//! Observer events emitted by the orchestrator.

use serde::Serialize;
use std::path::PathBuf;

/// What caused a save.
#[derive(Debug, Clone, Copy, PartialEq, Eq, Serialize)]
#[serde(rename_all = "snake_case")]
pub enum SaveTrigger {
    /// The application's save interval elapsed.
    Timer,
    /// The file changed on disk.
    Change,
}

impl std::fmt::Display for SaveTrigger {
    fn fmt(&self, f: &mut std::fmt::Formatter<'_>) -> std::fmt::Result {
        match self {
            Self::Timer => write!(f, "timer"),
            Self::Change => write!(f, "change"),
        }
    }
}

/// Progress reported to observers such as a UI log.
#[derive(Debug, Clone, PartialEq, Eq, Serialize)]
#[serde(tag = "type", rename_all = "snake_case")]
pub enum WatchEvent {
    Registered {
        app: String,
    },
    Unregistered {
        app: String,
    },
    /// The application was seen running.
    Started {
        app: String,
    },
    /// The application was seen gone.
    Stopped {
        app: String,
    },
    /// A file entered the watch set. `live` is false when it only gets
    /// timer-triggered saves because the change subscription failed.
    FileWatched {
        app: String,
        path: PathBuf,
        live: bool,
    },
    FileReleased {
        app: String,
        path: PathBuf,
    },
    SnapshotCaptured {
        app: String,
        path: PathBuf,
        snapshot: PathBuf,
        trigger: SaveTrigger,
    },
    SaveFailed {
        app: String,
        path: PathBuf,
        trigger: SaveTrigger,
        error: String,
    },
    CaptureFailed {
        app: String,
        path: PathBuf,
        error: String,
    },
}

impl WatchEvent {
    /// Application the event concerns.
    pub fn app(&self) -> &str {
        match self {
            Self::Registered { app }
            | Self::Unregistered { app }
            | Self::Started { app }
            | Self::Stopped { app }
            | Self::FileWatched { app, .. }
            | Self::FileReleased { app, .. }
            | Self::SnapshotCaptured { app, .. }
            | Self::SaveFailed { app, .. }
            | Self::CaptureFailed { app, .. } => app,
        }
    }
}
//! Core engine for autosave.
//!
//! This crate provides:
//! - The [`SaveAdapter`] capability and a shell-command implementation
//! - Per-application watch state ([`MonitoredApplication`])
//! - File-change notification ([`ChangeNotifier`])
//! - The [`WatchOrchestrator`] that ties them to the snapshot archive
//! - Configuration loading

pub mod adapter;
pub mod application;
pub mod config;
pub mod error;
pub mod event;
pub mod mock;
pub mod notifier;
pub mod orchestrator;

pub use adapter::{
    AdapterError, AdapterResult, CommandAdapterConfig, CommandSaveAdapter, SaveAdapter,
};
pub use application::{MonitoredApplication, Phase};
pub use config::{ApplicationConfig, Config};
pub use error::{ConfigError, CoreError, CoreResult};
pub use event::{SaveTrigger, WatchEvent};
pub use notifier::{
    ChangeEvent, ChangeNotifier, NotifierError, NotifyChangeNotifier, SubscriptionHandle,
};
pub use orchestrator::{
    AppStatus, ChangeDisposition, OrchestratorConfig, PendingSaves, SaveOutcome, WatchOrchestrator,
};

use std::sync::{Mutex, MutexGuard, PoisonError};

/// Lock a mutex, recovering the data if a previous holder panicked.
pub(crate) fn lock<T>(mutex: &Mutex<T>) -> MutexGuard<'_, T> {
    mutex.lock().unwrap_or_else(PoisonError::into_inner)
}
■ ■ ■ ■ ■
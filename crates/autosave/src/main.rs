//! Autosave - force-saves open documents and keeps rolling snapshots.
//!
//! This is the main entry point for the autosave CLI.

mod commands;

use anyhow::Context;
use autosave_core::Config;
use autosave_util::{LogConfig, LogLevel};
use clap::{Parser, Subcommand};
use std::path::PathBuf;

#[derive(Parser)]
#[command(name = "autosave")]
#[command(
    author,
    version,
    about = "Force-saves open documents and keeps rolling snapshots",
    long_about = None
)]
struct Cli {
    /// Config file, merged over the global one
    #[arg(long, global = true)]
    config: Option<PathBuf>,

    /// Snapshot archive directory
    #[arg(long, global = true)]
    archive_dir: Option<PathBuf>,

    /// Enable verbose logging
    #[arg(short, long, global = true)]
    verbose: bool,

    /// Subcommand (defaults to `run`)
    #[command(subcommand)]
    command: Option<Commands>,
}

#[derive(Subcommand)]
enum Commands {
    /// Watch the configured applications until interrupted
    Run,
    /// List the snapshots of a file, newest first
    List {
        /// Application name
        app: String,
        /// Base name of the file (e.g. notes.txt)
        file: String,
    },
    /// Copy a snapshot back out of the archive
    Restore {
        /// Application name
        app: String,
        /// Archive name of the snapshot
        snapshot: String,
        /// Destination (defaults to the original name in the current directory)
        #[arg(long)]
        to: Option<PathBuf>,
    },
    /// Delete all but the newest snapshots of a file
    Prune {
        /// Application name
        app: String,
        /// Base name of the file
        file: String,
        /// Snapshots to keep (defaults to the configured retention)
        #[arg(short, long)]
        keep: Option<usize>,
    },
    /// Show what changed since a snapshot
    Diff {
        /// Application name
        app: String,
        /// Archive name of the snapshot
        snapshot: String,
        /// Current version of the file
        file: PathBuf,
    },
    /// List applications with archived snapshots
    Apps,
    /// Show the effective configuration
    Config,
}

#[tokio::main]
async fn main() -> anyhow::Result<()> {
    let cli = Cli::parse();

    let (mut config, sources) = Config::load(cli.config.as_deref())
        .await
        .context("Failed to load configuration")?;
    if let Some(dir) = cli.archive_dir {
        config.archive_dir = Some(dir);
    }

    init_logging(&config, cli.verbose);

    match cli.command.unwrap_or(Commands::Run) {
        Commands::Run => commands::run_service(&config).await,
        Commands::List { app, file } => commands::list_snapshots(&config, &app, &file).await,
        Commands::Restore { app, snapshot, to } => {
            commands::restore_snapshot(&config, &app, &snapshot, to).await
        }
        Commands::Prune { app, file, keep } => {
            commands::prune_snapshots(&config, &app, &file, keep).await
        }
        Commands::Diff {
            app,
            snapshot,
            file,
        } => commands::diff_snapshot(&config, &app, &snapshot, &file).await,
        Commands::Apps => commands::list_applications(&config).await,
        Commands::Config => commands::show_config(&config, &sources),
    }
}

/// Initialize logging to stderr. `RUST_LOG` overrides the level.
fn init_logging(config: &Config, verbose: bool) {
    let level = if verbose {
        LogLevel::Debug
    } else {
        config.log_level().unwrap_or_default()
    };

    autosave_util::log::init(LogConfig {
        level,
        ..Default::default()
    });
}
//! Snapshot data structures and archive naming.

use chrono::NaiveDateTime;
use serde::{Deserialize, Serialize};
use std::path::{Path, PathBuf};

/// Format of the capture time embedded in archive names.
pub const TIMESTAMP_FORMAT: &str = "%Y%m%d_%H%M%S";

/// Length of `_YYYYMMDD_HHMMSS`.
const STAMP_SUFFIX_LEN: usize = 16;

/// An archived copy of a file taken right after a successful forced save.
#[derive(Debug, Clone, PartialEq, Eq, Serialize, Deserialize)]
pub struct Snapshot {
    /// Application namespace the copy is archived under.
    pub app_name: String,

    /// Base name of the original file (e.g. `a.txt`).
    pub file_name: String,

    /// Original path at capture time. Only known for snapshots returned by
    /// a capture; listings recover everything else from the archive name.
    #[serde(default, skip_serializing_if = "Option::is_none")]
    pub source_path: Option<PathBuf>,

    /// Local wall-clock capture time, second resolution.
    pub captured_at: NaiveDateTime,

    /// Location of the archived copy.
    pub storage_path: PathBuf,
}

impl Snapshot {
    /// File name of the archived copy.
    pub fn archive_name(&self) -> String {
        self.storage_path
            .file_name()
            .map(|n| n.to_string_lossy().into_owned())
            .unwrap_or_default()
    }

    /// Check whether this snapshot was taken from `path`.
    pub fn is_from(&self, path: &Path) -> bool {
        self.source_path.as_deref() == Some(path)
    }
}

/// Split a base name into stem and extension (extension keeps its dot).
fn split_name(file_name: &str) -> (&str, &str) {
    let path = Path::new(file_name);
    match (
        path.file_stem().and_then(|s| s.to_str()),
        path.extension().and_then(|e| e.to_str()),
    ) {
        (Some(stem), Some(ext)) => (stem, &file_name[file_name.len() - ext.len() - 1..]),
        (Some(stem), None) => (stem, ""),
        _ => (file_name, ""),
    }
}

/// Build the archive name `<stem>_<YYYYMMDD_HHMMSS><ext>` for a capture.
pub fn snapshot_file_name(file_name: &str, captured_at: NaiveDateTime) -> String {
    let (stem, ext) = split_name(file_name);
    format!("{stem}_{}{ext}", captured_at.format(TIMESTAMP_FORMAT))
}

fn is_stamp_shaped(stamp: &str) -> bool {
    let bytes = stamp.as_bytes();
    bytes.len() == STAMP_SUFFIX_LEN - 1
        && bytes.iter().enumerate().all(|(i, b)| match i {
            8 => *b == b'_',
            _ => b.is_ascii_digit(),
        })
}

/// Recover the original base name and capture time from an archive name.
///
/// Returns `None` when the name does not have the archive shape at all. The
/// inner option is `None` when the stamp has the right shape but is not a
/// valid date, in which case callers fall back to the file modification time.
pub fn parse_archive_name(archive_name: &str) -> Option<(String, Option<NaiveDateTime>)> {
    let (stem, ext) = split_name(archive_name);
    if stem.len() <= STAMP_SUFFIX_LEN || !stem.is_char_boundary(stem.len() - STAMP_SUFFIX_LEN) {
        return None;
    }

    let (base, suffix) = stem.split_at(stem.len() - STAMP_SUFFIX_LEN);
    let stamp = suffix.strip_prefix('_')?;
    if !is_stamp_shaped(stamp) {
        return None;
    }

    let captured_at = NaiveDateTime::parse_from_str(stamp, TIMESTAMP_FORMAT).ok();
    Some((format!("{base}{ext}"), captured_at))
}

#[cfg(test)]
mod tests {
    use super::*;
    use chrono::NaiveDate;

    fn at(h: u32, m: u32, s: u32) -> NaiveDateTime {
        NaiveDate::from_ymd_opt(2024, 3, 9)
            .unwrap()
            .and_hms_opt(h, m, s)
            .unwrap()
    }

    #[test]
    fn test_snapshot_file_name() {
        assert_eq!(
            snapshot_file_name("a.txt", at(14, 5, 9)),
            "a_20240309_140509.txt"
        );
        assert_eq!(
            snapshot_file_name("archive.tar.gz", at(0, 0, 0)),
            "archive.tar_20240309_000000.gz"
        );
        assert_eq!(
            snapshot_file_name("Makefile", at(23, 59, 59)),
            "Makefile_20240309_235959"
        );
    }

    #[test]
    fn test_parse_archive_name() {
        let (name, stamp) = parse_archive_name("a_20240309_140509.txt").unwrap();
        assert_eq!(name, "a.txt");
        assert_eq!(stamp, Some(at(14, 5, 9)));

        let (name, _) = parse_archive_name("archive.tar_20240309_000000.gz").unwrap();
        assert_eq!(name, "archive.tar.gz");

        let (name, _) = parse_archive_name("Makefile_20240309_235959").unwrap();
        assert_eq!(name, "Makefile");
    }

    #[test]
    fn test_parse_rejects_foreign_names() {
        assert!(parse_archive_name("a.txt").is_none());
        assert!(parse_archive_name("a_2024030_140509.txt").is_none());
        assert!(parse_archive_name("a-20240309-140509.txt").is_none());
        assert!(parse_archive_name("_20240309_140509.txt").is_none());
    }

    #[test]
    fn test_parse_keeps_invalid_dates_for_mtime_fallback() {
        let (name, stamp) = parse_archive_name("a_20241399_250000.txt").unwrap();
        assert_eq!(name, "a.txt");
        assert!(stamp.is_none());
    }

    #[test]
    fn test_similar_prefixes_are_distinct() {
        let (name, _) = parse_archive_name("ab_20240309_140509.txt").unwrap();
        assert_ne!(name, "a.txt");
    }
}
■ ■ ■ ■ ■
**What the exercise asks**
Report the number of lines in the listing that contain the word "data". No other words are permitted.

**Your solution**
2